Farm Output Prediction using Quantile Regression in ML

FREE Online Courses: Enroll Now, Thank us Later!

Farm managers need to anticipate not just the average crop yield but the range of possible outcomes—preparing for poor‑yield years (e.g., 10th percentile) as well as bumper harvests (e.g., 90th percentile). In this project, we’ll predict the 10th, 50th, and 90th percentiles of per‑hectare yield (hectograms) based on agronomic inputs (fertilizer rate, pesticide usage, labor hours, seed cost) and environmental factors (rainfall, temperature).

Libraries Required

import pandas as pd                       # Data loading & manipulation  
import numpy as np                        # Numerical operations  
import statsmodels.formula.api as smf     # Quantile regression via formula API  
from sklearn.model_selection import train_test_split  # Train/test split  
from sklearn.metrics import mean_pinball_loss        # Quantile loss metric

Dataset

Crop Yield Prediction Dataset

Step-by-Step Code Implementation

Load & Inspect Data

We load ~28,000 field observations of yield and related inputs. Initial .info() and .describe() calls confirm no unexpected missing values in core fields and show yield ranges.

# Load the Crop Yield Prediction dataset
# Source: Kaggle 
df = pd.read_csv("crop-yield-prediction-dataset.csv")
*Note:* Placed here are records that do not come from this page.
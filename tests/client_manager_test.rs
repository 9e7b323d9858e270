//! 客户端缓存测试

use async_trait::async_trait;
use bytes::Bytes;
use flare_rpc_discovery::client::{
    Client, ClientFactory, ClientManager, ClientOptions, GrpcClientFactory,
};
use flare_rpc_discovery::error::{ErrorCode, FlareError, Result};
use flare_rpc_discovery::registry::MemoryRegistry;
use std::sync::Arc;
use std::sync::atomic::{AtomicBool, AtomicUsize, Ordering};
use std::time::Duration;
use tonic::{Request, Response};

struct EchoClient {
    target: String,
    closed: Arc<AtomicBool>,
}

#[async_trait]
impl Client for EchoClient {
    fn target(&self) -> &str {
        &self.target
    }

    async fn invoke_request(&self, _method: &str, request: Request<Bytes>) -> Result<Response<Bytes>> {
        Ok(Response::new(request.into_inner()))
    }

    async fn close(&self) {
        self.closed.store(true, Ordering::SeqCst);
    }
}

/// 记录创建次数，前 `failures` 次创建失败
struct CountingFactory {
    created: AtomicUsize,
    failures: AtomicUsize,
    closed: Arc<AtomicBool>,
}

impl CountingFactory {
    fn new(failures: usize) -> Arc<Self> {
        Arc::new(Self {
            created: AtomicUsize::new(0),
            failures: AtomicUsize::new(failures),
            closed: Arc::new(AtomicBool::new(false)),
        })
    }
}

#[async_trait]
impl ClientFactory for CountingFactory {
    async fn create(&self, target: &str) -> Result<Arc<dyn Client>> {
        if self
            .failures
            .fetch_update(Ordering::SeqCst, Ordering::SeqCst, |n| n.checked_sub(1))
            .is_ok()
        {
            return Err(FlareError::connection_failed("factory not ready"));
        }
        self.created.fetch_add(1, Ordering::SeqCst);
        // 拉长创建窗口，让并发调用方在锁上排队
        tokio::time::sleep(Duration::from_millis(20)).await;
        Ok(Arc::new(EchoClient {
            target: target.to_string(),
            closed: self.closed.clone(),
        }))
    }
}

#[tokio::test]
async fn concurrent_callers_share_one_client() {
    let factory = CountingFactory::new(0);
    let manager = Arc::new(ClientManager::new(factory.clone()));

    let mut handles = Vec::new();
    for _ in 0..8 {
        let manager = manager.clone();
        handles.push(tokio::spawn(async move {
            manager.get_client("memory://Greeter").await.unwrap()
        }));
    }

    let mut clients = Vec::new();
    for handle in handles {
        clients.push(handle.await.unwrap());
    }

    assert_eq!(factory.created.load(Ordering::SeqCst), 1);
    assert!(clients.iter().all(|c| Arc::ptr_eq(c, &clients[0])));
    assert_eq!(manager.len().await, 1);

    let reply = clients[0].invoke("/api.Greeter/SayHello", Bytes::from_static(b"hi")).await.unwrap();
    assert_eq!(reply, Bytes::from_static(b"hi"));
}

#[tokio::test]
async fn distinct_targets_get_distinct_clients() {
    let factory = CountingFactory::new(0);
    let manager = ClientManager::new(factory.clone());

    let a = manager.get_client("memory://Greeter").await.unwrap();
    let b = manager.get_client("memory://Echo").await.unwrap();
    assert!(!Arc::ptr_eq(&a, &b));
    assert_eq!(a.target(), "memory://Greeter");
    assert_eq!(b.target(), "memory://Echo");
    assert_eq!(factory.created.load(Ordering::SeqCst), 2);
}

#[tokio::test]
async fn failed_creation_is_not_cached() {
    let factory = CountingFactory::new(1);
    let manager = ClientManager::new(factory.clone());

    let err = manager.get_client("memory://Greeter").await.err().unwrap();
    assert_eq!(err.code(), Some(ErrorCode::ConnectionFailed));
    assert!(manager.is_empty().await);

    manager.get_client("memory://Greeter").await.unwrap();
    assert_eq!(factory.created.load(Ordering::SeqCst), 1);
    assert_eq!(manager.len().await, 1);
}

#[tokio::test]
async fn close_all_closes_and_empties() {
    let factory = CountingFactory::new(0);
    let manager = ClientManager::new(factory.clone());
    manager.get_client("memory://Greeter").await.unwrap();

    manager.close_all().await;
    assert!(factory.closed.load(Ordering::SeqCst));
    assert!(manager.is_empty().await);

    manager.get_client("memory://Greeter").await.unwrap();
    assert_eq!(factory.created.load(Ordering::SeqCst), 2);
}

#[tokio::test]
async fn grpc_factory_rejects_unknown_scheme() {
    let factory = GrpcClientFactory::new(ClientOptions::default())
        .with_registry(Arc::new(MemoryRegistry::new()));
    let manager = ClientManager::new(Arc::new(factory));

    let err = manager.get_client("consul://Greeter").await.err().unwrap();
    assert_eq!(err.code(), Some(ErrorCode::ConfigurationError));

    let err = manager.get_client("not-a-target").await.err().unwrap();
    assert_eq!(err.code(), Some(ErrorCode::ConfigurationError));
}

#[tokio::test]
async fn grpc_client_without_instances_is_unavailable() {
    let options = ClientOptions::default().with_request_timeout(Duration::from_millis(200));
    let factory = GrpcClientFactory::new(options).with_registry(Arc::new(MemoryRegistry::new()));
    let manager = ClientManager::new(Arc::new(factory));

    let client = manager.get_client("memory://Greeter").await.unwrap();
    let err = client
        .invoke("/api.Greeter/SayHello", Bytes::from_static(b"hi"))
        .await
        .unwrap_err();
    assert_eq!(err.code(), Some(ErrorCode::Unavailable));

    let err = client.invoke("api.Greeter/SayHello", Bytes::new()).await.unwrap_err();
    assert_eq!(err.code(), Some(ErrorCode::ConfigurationError));

    manager.close_all().await;
}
# Examine structure and summary statistics
print(df.head())
print(df.info())
print(df['Yield_hg_per_ha'].describe())

Preprocessing & Feature Engineering

We drop any rows missing essential agronomic or weather data to ensure consistent modeling.
We optionally compute Input_Cost_per_ha (not used in the quantile formula here) to illustrate integrating cost indicators in future analyses.
We select six predictors—input rates and environmental metrics—and rename the target to Yield for succinct formulas.

# Drop rows with missing core features
df = df.dropna(subset=[
    'Yield_hg_per_ha',
    'Fertilizer_kg_per_ha','Pesticide_kg_per_ha',
    'Labor_Hours_per_ha','Seed_Cost_per_ha',
    'Annual_Rainfall_mm','Avg_Temperature_C'
])

# (Optional) Compute input cost per hectare for later analysis
df['Input_Cost_per_ha'] = (
      df['Fertilizer_kg_per_ha'] * 1.2
    + df['Pesticide_kg_per_ha'] * 3.5
    + df['Labor_Hours_per_ha'] * 10
    + df['Seed_Cost_per_ha']
)

# Define predictor list and response
features = [
    'Fertilizer_kg_per_ha','Pesticide_kg_per_ha',
    'Labor_Hours_per_ha','Seed_Cost_per_ha',
    'Annual_Rainfall_mm','Avg_Temperature_C'
]
data = df[features + ['Yield_hg_per_ha']].copy()
data.rename(columns={'Yield_hg_per_ha':'Yield'}, inplace=True)

Train/Test Split

An 80/20 random split reserves data for unbiased evaluation of quantile forecasts on unseen fields.

# Reserve 20% of observations for out‑of‑sample evaluation
train, test = train_test_split(data, test_size=0.2, random_state=42)

Fit Quantile Regression Models

For each quantile (10th, 50th, 90th):

We construct a formula (“Yield ~ Fertilizer_kg_per_ha + …”).
We fit a QuantReg model at that percentile on the training data.
We print the coefficient table, revealing how each input’s impact on yield shifts across the distribution—e.g., rainfall may have a stronger positive effect at the 10th than at the 50th percentile.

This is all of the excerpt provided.